═════ GIVEN INFORMATION
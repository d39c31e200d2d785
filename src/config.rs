use std::time::Duration;

/// System-wide tunables for the verification protocol.
///
/// Defaults mirror the intended production behaviour; individual fields can be
/// overridden through `PRESENCE_*` environment variables via [`SystemConfig::from_env`].
#[derive(Clone, Debug)]
pub struct SystemConfig {
    // Session lifecycle
    pub session_timeout_secs: u64,
    pub challenge_timeout_secs: u64,
    pub num_challenges: usize,

    // Frame ingestion
    pub frame_queue_depth: usize,
    pub decode_failure_budget: u32,

    // Replay prevention
    pub nonce_ttl_secs: u64,

    // Scoring
    pub challenge_confidence_threshold: f64,
    pub min_challenge_samples: u32,
    pub confidence_ema_alpha: f64,
    pub capability_timeout_ms: u64,
    pub capability_failure_budget: u32,

    // Aggregation
    pub liveness_weight: f64,
    pub emotion_weight: f64,
    pub deepfake_weight: f64,
    pub pass_threshold: f64,

    // Credential issuance
    pub token_expiry_minutes: i64,

    // Persistence
    pub store_retry_budget: u32,

    // Server
    pub listen_addr: String,
}

impl Default for SystemConfig {
    fn default() -> Self {
        SystemConfig {
            session_timeout_secs: 120,
            challenge_timeout_secs: 10,
            num_challenges: 3,

            frame_queue_depth: 3,
            decode_failure_budget: 3,

            nonce_ttl_secs: 300, // 5 minutes

            challenge_confidence_threshold: 0.6,
            min_challenge_samples: 5,
            confidence_ema_alpha: 0.3,
            capability_timeout_ms: 2000,
            capability_failure_budget: 3,

            liveness_weight: 0.5,
            emotion_weight: 0.25,
            deepfake_weight: 0.25,
            pass_threshold: 0.70,

            token_expiry_minutes: 15,

            store_retry_budget: 2,

            listen_addr: "0.0.0.0:8000".to_string(),
        }
    }
}

impl SystemConfig {
    /// Defaults with `PRESENCE_*` environment overrides applied.
    pub fn from_env() -> Self {
        let mut cfg = SystemConfig::default();
        if let Some(v) = env_parse("PRESENCE_SESSION_TIMEOUT_SECS") {
            cfg.session_timeout_secs = v;
        }
        if let Some(v) = env_parse("PRESENCE_CHALLENGE_TIMEOUT_SECS") {
            cfg.challenge_timeout_secs = v;
        }
        if let Some(v) = env_parse("PRESENCE_NUM_CHALLENGES") {
            cfg.num_challenges = v;
        }
        if let Some(v) = env_parse("PRESENCE_FRAME_QUEUE_DEPTH") {
            cfg.frame_queue_depth = v;
        }
        if let Some(v) = env_parse("PRESENCE_DECODE_FAILURE_BUDGET") {
            cfg.decode_failure_budget = v;
        }
        if let Some(v) = env_parse("PRESENCE_NONCE_TTL_SECS") {
            cfg.nonce_ttl_secs = v;
        }
        if let Some(v) = env_parse("PRESENCE_CHALLENGE_CONFIDENCE_THRESHOLD") {
            cfg.challenge_confidence_threshold = v;
        }
        if let Some(v) = env_parse("PRESENCE_MIN_CHALLENGE_SAMPLES") {
            cfg.min_challenge_samples = v;
        }
        if let Some(v) = env_parse("PRESENCE_CONFIDENCE_EMA_ALPHA") {
            cfg.confidence_ema_alpha = v;
        }
        if let Some(v) = env_parse("PRESENCE_CAPABILITY_TIMEOUT_MS") {
            cfg.capability_timeout_ms = v;
        }
        if let Some(v) = env_parse("PRESENCE_CAPABILITY_FAILURE_BUDGET") {
            cfg.capability_failure_budget = v;
        }
        if let Some(v) = env_parse("PRESENCE_LIVENESS_WEIGHT") {
            cfg.liveness_weight = v;
        }
        if let Some(v) = env_parse("PRESENCE_EMOTION_WEIGHT") {
            cfg.emotion_weight = v;
        }
        if let Some(v) = env_parse("PRESENCE_DEEPFAKE_WEIGHT") {
            cfg.deepfake_weight = v;
        }
        if let Some(v) = env_parse("PRESENCE_PASS_THRESHOLD") {
            cfg.pass_threshold = v;
        }
        if let Some(v) = env_parse("PRESENCE_TOKEN_EXPIRY_MINUTES") {
            cfg.token_expiry_minutes = v;
        }
        if let Some(v) = env_parse("PRESENCE_STORE_RETRY_BUDGET") {
            cfg.store_retry_budget = v;
        }
        if let Ok(v) = std::env::var("PRESENCE_LISTEN_ADDR") {
            cfg.listen_addr = v;
        }
        cfg
    }

    pub fn session_timeout(&self) -> Duration {
        Duration::from_secs(self.session_timeout_secs)
    }

    pub fn challenge_timeout(&self) -> Duration {
        Duration::from_secs(self.challenge_timeout_secs)
    }

    pub fn nonce_ttl(&self) -> Duration {
        Duration::from_secs(self.nonce_ttl_secs)
    }

    pub fn capability_timeout(&self) -> Duration {
        Duration::from_millis(self.capability_timeout_ms)
    }
}

fn env_parse<T: std::str::FromStr>(key: &str) -> Option<T> {
    std::env::var(key).ok().and_then(|v| v.parse().ok())
}

#[cfg(test)]
mod tests {
    use super::*;

    #[test]
    fn test_default_config() {
        let config = SystemConfig::default();
        assert_eq!(config.session_timeout_secs, 120);
        assert_eq!(config.challenge_timeout_secs, 10);
        assert_eq!(config.num_challenges, 3);
        assert_eq!(config.frame_queue_depth, 3);
        assert_eq!(config.nonce_ttl_secs, 300);
        assert_eq!(config.token_expiry_minutes, 15);
        assert_eq!(config.pass_threshold, 0.70);
        assert_eq!(config.liveness_weight, 0.5);
        assert_eq!(config.emotion_weight, 0.25);
        assert_eq!(config.deepfake_weight, 0.25);
    }

    #[test]
    fn env_overrides_apply() {
        std::env::set_var("PRESENCE_FRAME_QUEUE_DEPTH", "5");
        std::env::set_var("PRESENCE_PASS_THRESHOLD", "0.9");
        std::env::set_var("PRESENCE_CAPABILITY_TIMEOUT_MS", "750");
        std::env::set_var("PRESENCE_EMOTION_WEIGHT", "0.3");
        let config = SystemConfig::from_env();
        std::env::remove_var("PRESENCE_FRAME_QUEUE_DEPTH");
        std::env::remove_var("PRESENCE_PASS_THRESHOLD");
        std::env::remove_var("PRESENCE_CAPABILITY_TIMEOUT_MS");
        std::env::remove_var("PRESENCE_EMOTION_WEIGHT");

        assert_eq!(config.frame_queue_depth, 5);
        assert_eq!(config.pass_threshold, 0.9);
        assert_eq!(config.capability_timeout_ms, 750);
        assert_eq!(config.emotion_weight, 0.3);
        // Untouched fields keep their defaults.
        assert_eq!(config.session_timeout_secs, 120);
        assert_eq!(config.min_challenge_samples, 5);
    }

    #[test]
    fn weights_sum_to_one() {
        let config = SystemConfig::default();
        let sum = config.liveness_weight + config.emotion_weight + config.deepfake_weight;
        assert!((sum - 1.0).abs() < f64::EPSILON);
    }
}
══════════
- _ACTIVITY_
Please retype all of the lines above exactly as they stand.

- _TASK RESPONSE_
repository d39c31e200d2d785
filename src/config.rs
use std::time::Duration;

/// System-wide tunables for the verification protocol.
///
/// Defaults mirror the intended production behaviour; individual fields can be
/// overridden through `PRESENCE_*` environment variables via [`SystemConfig::from_env`].
#[derive(Clone, Debug)]
pub struct SystemConfig {
    // Session lifecycle
    pub session_timeout_secs: u64,
    pub challenge_timeout_secs: u64,
    pub num_challenges: usize,

    // Frame ingestion
    pub frame_queue_depth: usize,
    pub decode_failure_budget: u32,

    // Replay prevention
    pub nonce_ttl_secs: u64,

    // Scoring
    pub challenge_confidence_threshold: f64,
    pub min_challenge_samples: u32,
    pub confidence_ema_alpha: f64,
    pub capability_timeout_ms: u64,
    pub capability_failure_budget: u32,

    // Aggregation
    pub liveness_weight: f64,
    pub emotion_weight: f64,
    pub deepfake_weight: f64,
    pub pass_threshold: f64,

    // Credential issuance
    pub token_expiry_minutes: i64,

    // Persistence
    pub store_retry_budget: u32,

    // Server
    pub listen_addr: String,
}

impl Default for SystemConfig {
    fn default() -> Self {
        SystemConfig {
            session_timeout_secs: 120,
            challenge_timeout_secs: 10,
            num_challenges: 3,

            frame_queue_depth: 3,
            decode_failure_budget: 3,

            nonce_ttl_secs: 300, // 5 minutes

            challenge_confidence_threshold: 0.6,
            min_challenge_samples: 5,
            confidence_ema_alpha: 0.3,
            capability_timeout_ms: 2000,
            capability_failure_budget: 3,

            liveness_weight: 0.5,
            emotion_weight: 0.25,
            deepfake_weight: 0.25,
            pass_threshold: 0.70,

            token_expiry_minutes: 15,

            store_retry_budget: 2,

            listen_addr: "0.0.0.0:8000".to_string(),
        }
    }
}

impl SystemConfig {
    /// Defaults with `PRESENCE_*` environment overrides applied.
    pub fn from_env() -> Self {
        let mut cfg = SystemConfig::default();
        if let Some(v) = env_parse("PRESENCE_SESSION_TIMEOUT_SECS") {
            cfg.session_timeout_secs = v;
        }
        if let Some(v) = env_parse("PRESENCE_CHALLENGE_TIMEOUT_SECS") {
            cfg.challenge_timeout_secs = v;
        }
        if let Some(v) = env_parse("PRESENCE_NUM_CHALLENGES") {
            cfg.num_challenges = v;
        }
        if let Some(v) = env_parse("PRESENCE_FRAME_QUEUE_DEPTH") {
            cfg.frame_queue_depth = v;
        }
        if let Some(v) = env_parse("PRESENCE_DECODE_FAILURE_BUDGET") {
            cfg.decode_failure_budget = v;
        }
        if let Some(v) = env_parse("PRESENCE_NONCE_TTL_SECS") {
            cfg.nonce_ttl_secs = v;
        }
        if let Some(v) = env_parse("PRESENCE_CHALLENGE_CONFIDENCE_THRESHOLD") {
            cfg.challenge_confidence_threshold = v;
        }
        if let Some(v) = env_parse("PRESENCE_MIN_CHALLENGE_SAMPLES") {
            cfg.min_challenge_samples = v;
        }
        if let Some(v) = env_parse("PRESENCE_CONFIDENCE_EMA_ALPHA") {
            cfg.confidence_ema_alpha = v;
        }
        if let Some(v) = env_parse("PRESENCE_CAPABILITY_TIMEOUT_MS") {
            cfg.capability_timeout_ms = v;
        }
        if let Some(v) = env_parse("PRESENCE_CAPABILITY_FAILURE_BUDGET") {
            cfg.capability_failure_budget = v;
        }
        if let Some(v) = env_parse("PRESENCE_LIVENESS_WEIGHT") {
            cfg.liveness_weight = v;
        }
        if let Some(v) = env_parse("PRESENCE_EMOTION_WEIGHT") {
            cfg.emotion_weight = v;
        }
        if let Some(v) = env_parse("PRESENCE_DEEPFAKE_WEIGHT") {
            cfg.deepfake_weight = v;
        }
        if let Some(v) = env_parse("PRESENCE_PASS_THRESHOLD") {
            cfg.pass_threshold = v;
        }
        if let Some(v) = env_parse("PRESENCE_TOKEN_EXPIRY_MINUTES") {
            cfg.token_expiry_minutes = v;
        }
        if let Some(v) = env_parse("PRESENCE_STORE_RETRY_BUDGET") {
            cfg.store_retry_budget = v;
        }
        if let Ok(v) = std::env::var("PRESENCE_LISTEN_ADDR") {
            cfg.listen_addr = v;
        }
        cfg
    }

    pub fn session_timeout(&self) -> Duration {
        Duration::from_secs(self.session_timeout_secs)
    }

    pub fn challenge_timeout(&self) -> Duration {
        Duration::from_secs(self.challenge_timeout_secs)
    }

    pub fn nonce_ttl(&self) -> Duration {
        Duration::from_secs(self.nonce_ttl_secs)
    }

    pub fn capability_timeout(&self) -> Duration {
        Duration::from_millis(self.capability_timeout_ms)
    }
}

fn env_parse<T: std::str::FromStr>(key: &str) -> Option<T> {
    std::env::var(key).ok().and_then(|v| v.parse().ok())
}

#[cfg(test)]
mod tests {
    use super::*;

    #[test]
    fn test_default_config() {
        let config = SystemConfig::default();
        assert_eq!(config.session_timeout_secs, 120);
        assert_eq!(config.challenge_timeout_secs, 10);
        assert_eq!(config.num_challenges, 3);
        assert_eq!(config.frame_queue_depth, 3);
        assert_eq!(config.nonce_ttl_secs, 300);
        assert_eq!(config.token_expiry_minutes, 15);
        assert_eq!(config.pass_threshold, 0.70);
        assert_eq!(config.liveness_weight, 0.5);
        assert_eq!(config.emotion_weight, 0.25);
        assert_eq!(config.deepfake_weight, 0.25);
    }

    #[test]
    fn env_overrides_apply() {
        std::env::set_var("PRESENCE_FRAME_QUEUE_DEPTH", "5");
        std::env::set_var("PRESENCE_PASS_THRESHOLD", "0.9");
        std::env::set_var("PRESENCE_CAPABILITY_TIMEOUT_MS", "750");
        std::env::set_var("PRESENCE_EMOTION_WEIGHT", "0.3");
        let config = SystemConfig::from_env();
        std::env::remove_var("PRESENCE_FRAME_QUEUE_DEPTH");
        std::env::remove_var("PRESENCE_PASS_THRESHOLD");
        std::env::remove_var("PRESENCE_CAPABILITY_TIMEOUT_MS");
        std::env::remove_var("PRESENCE_EMOTION_WEIGHT");

        assert_eq!(config.frame_queue_depth, 5);
        assert_eq!(config.pass_threshold, 0.9);
        assert_eq!(config.capability_timeout_ms, 750);
        assert_eq!(config.emotion_weight, 0.3);
        // Untouched fields keep their defaults.
        assert_eq!(config.session_timeout_secs, 120);
        assert_eq!(config.min_challenge_samples, 5);
    }

    #[test]
    fn weights_sum_to_one() {
        let config = SystemConfig::default();
        let sum = config.liveness_weight + config.emotion_weight + config.deepfake_weight;
        assert!((sum - 1.0).abs() < f64::EPSILON);
    }
}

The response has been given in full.